Le tribunal correctionnel de Dar El Beida, situé à l’est d’Alger, a condamné, jeudi 27 mars dans la matinée, l’écrivain algéro-français Boualem Sansal à cinq ans de prison ferme, assortis d’une amende de 500 000 dinars (environ 3 730 dollars).
Lors de son procès, qui s’est tenu le 20 mars dernier, le parquet avait requis une peine de dix ans de prison à l’encontre de l’écrivain de 76 ans. Sansal faisait face à plusieurs chefs d’accusation, notamment « atteinte à l’unité nationale », « outrage à corps constitué », « pratiques de nature à nuire à l’économie nationale » et « détention de vidéos et de publications menaçant la sécurité et la stabilité du pays ».
Particularité notable, l’auteur a choisi d’assurer lui-même sa défense, renonçant à être représenté par un avocat. Devant le président du tribunal, il a nié toute volonté de porter atteinte à l’Algérie à travers ses publications. « Je n’ai fait qu’exprimer une opinion, comme tout citoyen algérien », a-t-il déclaré, tout en reconnaissant ne pas avoir mesuré l’impact de certaines de ses expressions sur les institutions nationales.
Une affaire au cœur des tensions franco-algériennes
Naturalisé français depuis 2024, Boualem Sansal se trouve aujourd’hui au centre des tensions diplomatiques entre Alger et Paris. Ces derniers jours, le président Emmanuel Macron et plusieurs membres du gouvernement français ont publiquement appelé à sa libération.
Ce nouvel épisode vient s’ajouter à une série de différends historiques et politiques entre les deux pays. Outre les questions liées aux archives et aux biens confisqués, l’Algérie réclame toujours des réparations pour les essais nucléaires français sur son sol et l’indemnisation des victimes. La reconnaissance des crimes coloniaux reste également un point de discorde majeur.

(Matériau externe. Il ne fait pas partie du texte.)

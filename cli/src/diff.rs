use std::path::PathBuf;

use clap::Args;
use log::{error, info, warn};

use felicity_egtb::board::chess::ChessBoard;
use felicity_egtb::board::xiangqi::XiangqiBoard;
use felicity_egtb::board::{Board, Color};
use felicity_egtb::{EgtbMemMode, Indexer, Material, Score, TablebaseFile, Variant};

#[derive(Args, Debug)]
pub struct Diff {
    #[arg(help = "example \"KQvK\"")]
    material: String,
    #[arg(long, default_value = "old_table/")]
    old_tb_dir: PathBuf,
    #[arg(long, default_value = "table/")]
    tb_dir: PathBuf,
    #[arg(short, long, default_value_t = usize::MAX, help = "max number of differences to report")]
    number: usize,
}

impl Diff {
    pub fn run(self, variant: Variant) -> i32 {
        match variant {
            Variant::Chess => self.run_for::<ChessBoard>(),
            Variant::Xiangqi => self.run_for::<XiangqiBoard>(),
        }
    }

    fn run_for<B: Board>(&self) -> i32 {
        let Ok(material) = self.material.parse::<Material<B::Kind>>() else {
            error!("invalid material signature {:?}", self.material);
            return 1;
        };
        let name = format!("{material:?}");
        info!("diffing {name}");

        let old = match TablebaseFile::open(self.old_tb_dir.join(format!("{name}.fdtm")), EgtbMemMode::All) {
            Ok(file) => file,
            Err(e) => {
                error!("could not open old table: {e}");
                return 1;
            }
        };
        let new = match TablebaseFile::open(self.tb_dir.join(format!("{name}.fdtm")), EgtbMemMode::All) {
            Ok(file) => file,
            Err(e) => {
                error!("could not open new table: {e}");
                return 1;
            }
        };

        let indexer = Indexer::<B>::new(material);
        let n = indexer.space_size();

        let mut old_better = 0usize;
        let mut new_better = 0usize;
        for idx in 0..n {
            for side in [Color::White, Color::Black] {
                let (Ok(old_score), Ok(new_score)) = (old.score_at(idx, side), new.score_at(idx, side)) else {
                    continue;
                };
                if old_score != new_score {
                    // `Illegal`/`Unset`/`Missing` have no defined order against each
                    // other or against a resolved score (`Score::cmp` panics on
                    // them), so only rank the difference when both sides are
                    // actually comparable; otherwise just count it as a mismatch.
                    if is_comparable(old_score) && is_comparable(new_score) && old_score > new_score {
                        old_better += 1;
                    } else {
                        new_better += 1;
                    }
                    if old_better + new_better <= self.number {
                        let board = indexer.decode(idx);
                        log::debug!("idx {idx}, side {side:?}: old {old_score:?}, new {new_score:?}, pos {board:?}");
                    }
                }
            }
            if old_better + new_better >= self.number {
                break;
            }
        }

        warn!("found {} differences; old better: {old_better}, new better: {new_better}", old_better + new_better);
        0
    }
}

/// `Score::cmp` only has a defined total order over `Draw` and the four
/// decisive variants; `Illegal`/`Unset`/`Missing` panic if ranked.
fn is_comparable(score: Score) -> bool {
    !matches!(score, Score::Illegal | Score::Unset | Score::Missing)
}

Les relations entre Alger et Paris se sont détériorées davantage depuis l’été 2024, après la décision de la France de reconnaître la souveraineté marocaine sur le Sahara occidental. En réaction, l’Algérie a rappelé son ambassadeur à Paris et le président Abdelmadjid Tebboune a annulé une visite prévue en septembre 2024.
Escalade diplomatique
L’affaire Sansal, combinée au refoulement de migrants algériens, dont l’influenceur Doualemn, a attisé les tensions. Le ministre français de l’Intérieur, Bruno Retailleau, a évoqué à plusieurs reprises la possibilité d’un « rapport de force » face à Alger.
De son côté, le président Abdelmadjid Tebboune a dénoncé « des déclarations hostiles tous les jours de politiques français » et a jugé tout dialogue avec Emmanuel Macron comme « une perte de temps », évoquant le risque d’une « séparation irréparable ».
« Nous avions beaucoup d’espoirs de dépasser le contentieux mémoriel (…) mais plus rien n’avance, si ce n’est les relations commerciales. Le dialogue politique est quasiment interrompu », a-t-il déploré.
Le cas de Boualem Sansal pourrait donc marquer une nouvelle étape dans l’escalade des tensions entre les deux nations, déjà fragilisées par leur passé commun et leurs divergences géopolitiques actuelles.